> What is expected
Using the material that follows, say how many lines contain the string "UserProfile". Answer with a number only.

= Beginning of Section =

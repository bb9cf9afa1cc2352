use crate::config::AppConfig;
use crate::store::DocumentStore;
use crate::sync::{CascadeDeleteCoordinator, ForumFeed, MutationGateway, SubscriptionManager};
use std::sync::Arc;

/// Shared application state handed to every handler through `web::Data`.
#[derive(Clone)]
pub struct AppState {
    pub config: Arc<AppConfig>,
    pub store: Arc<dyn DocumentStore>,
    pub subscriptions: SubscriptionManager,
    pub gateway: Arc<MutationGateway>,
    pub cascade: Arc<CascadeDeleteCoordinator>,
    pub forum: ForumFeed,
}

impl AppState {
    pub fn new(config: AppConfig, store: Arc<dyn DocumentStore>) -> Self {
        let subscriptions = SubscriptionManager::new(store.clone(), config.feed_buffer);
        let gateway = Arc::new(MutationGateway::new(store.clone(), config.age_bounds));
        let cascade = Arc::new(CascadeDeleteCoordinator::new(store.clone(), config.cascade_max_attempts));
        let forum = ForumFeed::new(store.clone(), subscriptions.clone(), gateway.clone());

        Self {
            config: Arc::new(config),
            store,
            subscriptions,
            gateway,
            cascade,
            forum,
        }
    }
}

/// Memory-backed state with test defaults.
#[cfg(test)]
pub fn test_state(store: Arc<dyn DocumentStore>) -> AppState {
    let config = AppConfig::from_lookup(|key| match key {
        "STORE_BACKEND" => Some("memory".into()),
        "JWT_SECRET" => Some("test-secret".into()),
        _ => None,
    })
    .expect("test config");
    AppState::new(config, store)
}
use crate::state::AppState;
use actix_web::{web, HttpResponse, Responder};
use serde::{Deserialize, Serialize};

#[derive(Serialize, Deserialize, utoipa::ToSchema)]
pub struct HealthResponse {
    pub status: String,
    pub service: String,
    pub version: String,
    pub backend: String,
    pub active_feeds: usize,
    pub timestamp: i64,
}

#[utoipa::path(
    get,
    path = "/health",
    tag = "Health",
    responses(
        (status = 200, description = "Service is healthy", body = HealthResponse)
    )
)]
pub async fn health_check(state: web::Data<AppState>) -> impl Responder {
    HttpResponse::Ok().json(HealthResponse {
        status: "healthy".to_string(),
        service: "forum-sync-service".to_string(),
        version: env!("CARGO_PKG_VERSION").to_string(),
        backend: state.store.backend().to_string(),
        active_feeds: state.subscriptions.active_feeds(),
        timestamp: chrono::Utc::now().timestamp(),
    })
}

= End of Section =
= Beginning of Section =

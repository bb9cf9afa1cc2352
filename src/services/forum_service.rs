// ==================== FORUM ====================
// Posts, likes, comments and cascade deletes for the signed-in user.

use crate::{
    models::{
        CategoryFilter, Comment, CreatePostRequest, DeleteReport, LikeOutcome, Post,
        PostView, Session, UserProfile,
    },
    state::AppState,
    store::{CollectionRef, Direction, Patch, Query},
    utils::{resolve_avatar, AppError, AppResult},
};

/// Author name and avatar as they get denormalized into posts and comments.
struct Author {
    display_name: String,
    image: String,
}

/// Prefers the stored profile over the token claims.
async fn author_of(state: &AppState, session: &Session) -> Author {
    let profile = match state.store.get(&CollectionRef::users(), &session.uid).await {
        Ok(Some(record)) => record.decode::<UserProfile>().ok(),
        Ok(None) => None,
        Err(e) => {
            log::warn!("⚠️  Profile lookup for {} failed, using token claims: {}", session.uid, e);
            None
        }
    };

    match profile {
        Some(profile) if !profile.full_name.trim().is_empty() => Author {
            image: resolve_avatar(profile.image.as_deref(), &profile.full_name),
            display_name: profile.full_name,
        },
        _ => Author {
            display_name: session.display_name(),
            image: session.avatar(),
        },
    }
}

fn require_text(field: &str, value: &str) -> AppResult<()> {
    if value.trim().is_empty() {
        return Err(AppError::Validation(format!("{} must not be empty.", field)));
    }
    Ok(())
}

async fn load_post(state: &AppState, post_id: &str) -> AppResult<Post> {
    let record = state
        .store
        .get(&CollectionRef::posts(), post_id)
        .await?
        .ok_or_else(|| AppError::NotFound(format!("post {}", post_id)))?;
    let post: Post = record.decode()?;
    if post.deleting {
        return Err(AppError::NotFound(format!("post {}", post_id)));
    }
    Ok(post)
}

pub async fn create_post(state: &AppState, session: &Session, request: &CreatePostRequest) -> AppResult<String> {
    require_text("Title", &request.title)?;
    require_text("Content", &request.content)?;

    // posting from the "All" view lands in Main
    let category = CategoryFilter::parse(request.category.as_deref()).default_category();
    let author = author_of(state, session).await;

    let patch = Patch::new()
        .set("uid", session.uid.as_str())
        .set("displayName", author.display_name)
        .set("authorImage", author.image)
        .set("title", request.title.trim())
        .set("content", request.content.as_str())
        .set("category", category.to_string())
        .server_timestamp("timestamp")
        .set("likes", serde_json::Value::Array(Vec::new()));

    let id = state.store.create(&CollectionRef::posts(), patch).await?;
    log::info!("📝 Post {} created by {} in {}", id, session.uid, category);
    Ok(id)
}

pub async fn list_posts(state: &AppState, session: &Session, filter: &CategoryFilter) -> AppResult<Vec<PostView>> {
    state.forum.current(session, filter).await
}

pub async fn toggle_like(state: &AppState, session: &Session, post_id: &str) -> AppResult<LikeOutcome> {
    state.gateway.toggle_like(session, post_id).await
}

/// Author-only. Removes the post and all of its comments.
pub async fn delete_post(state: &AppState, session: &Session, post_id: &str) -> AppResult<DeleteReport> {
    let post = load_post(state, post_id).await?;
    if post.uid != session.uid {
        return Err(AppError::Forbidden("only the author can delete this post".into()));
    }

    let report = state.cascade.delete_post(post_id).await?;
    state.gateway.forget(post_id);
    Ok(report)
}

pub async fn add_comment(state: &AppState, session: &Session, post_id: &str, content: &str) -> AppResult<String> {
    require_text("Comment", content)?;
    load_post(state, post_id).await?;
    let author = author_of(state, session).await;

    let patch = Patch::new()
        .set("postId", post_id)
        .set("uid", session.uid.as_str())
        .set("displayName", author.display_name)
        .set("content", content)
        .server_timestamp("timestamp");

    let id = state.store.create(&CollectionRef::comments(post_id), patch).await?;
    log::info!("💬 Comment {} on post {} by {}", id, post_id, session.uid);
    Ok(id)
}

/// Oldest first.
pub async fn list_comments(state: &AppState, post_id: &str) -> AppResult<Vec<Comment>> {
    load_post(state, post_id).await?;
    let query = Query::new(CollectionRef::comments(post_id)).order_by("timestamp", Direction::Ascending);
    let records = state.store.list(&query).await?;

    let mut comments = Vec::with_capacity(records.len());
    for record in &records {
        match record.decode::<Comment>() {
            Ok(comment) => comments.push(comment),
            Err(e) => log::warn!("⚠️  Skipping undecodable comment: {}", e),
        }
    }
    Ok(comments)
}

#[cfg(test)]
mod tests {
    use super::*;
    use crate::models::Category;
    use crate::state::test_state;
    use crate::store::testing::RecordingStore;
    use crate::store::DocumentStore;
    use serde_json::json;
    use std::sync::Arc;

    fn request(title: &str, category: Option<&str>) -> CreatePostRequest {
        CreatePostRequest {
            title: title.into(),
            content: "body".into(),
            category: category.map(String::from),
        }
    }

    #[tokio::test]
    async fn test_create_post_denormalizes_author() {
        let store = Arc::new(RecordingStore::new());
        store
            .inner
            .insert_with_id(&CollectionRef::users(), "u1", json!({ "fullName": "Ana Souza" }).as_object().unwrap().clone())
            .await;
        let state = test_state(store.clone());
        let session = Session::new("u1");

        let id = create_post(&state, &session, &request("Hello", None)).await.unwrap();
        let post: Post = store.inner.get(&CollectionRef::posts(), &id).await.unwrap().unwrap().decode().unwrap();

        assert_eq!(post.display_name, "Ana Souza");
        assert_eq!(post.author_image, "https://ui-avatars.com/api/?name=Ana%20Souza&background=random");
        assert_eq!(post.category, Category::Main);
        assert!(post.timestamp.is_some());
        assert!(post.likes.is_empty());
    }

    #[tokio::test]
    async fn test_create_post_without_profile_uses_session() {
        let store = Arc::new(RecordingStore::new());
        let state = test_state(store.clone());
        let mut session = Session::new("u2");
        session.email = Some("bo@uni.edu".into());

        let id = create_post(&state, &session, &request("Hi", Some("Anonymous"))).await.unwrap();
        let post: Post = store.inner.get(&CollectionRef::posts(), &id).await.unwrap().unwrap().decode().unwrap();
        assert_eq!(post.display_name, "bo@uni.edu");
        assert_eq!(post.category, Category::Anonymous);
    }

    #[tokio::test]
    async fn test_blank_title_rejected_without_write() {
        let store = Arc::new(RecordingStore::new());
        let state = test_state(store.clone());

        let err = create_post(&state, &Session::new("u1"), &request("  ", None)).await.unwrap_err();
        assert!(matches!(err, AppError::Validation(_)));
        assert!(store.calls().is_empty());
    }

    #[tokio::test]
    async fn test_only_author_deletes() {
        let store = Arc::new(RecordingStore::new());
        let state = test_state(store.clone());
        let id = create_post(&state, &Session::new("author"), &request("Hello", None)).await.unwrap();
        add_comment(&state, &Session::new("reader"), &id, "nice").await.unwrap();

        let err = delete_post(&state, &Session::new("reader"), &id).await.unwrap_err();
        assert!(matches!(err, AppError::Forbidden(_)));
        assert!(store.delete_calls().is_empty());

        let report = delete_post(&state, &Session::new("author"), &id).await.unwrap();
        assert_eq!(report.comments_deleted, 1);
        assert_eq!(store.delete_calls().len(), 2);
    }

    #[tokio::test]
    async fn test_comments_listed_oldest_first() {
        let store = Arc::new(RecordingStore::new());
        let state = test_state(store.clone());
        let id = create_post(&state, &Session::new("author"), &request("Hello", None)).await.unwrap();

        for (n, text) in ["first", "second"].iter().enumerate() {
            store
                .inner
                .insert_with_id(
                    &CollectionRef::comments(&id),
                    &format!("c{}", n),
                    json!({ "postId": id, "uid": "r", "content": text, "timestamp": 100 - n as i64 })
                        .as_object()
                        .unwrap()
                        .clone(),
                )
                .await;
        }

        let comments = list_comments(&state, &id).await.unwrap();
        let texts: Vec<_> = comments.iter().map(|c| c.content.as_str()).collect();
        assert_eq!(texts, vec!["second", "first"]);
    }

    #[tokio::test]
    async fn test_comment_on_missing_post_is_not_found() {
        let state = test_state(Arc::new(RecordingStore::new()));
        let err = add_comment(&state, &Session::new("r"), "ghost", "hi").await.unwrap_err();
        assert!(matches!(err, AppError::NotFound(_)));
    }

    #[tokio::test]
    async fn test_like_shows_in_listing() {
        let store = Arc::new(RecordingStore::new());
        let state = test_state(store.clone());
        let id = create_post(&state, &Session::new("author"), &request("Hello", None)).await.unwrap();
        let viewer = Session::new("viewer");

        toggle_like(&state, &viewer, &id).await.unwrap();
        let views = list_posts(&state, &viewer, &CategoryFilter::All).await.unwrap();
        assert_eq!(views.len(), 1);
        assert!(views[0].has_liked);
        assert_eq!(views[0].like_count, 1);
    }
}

= End of Section =

> Output
2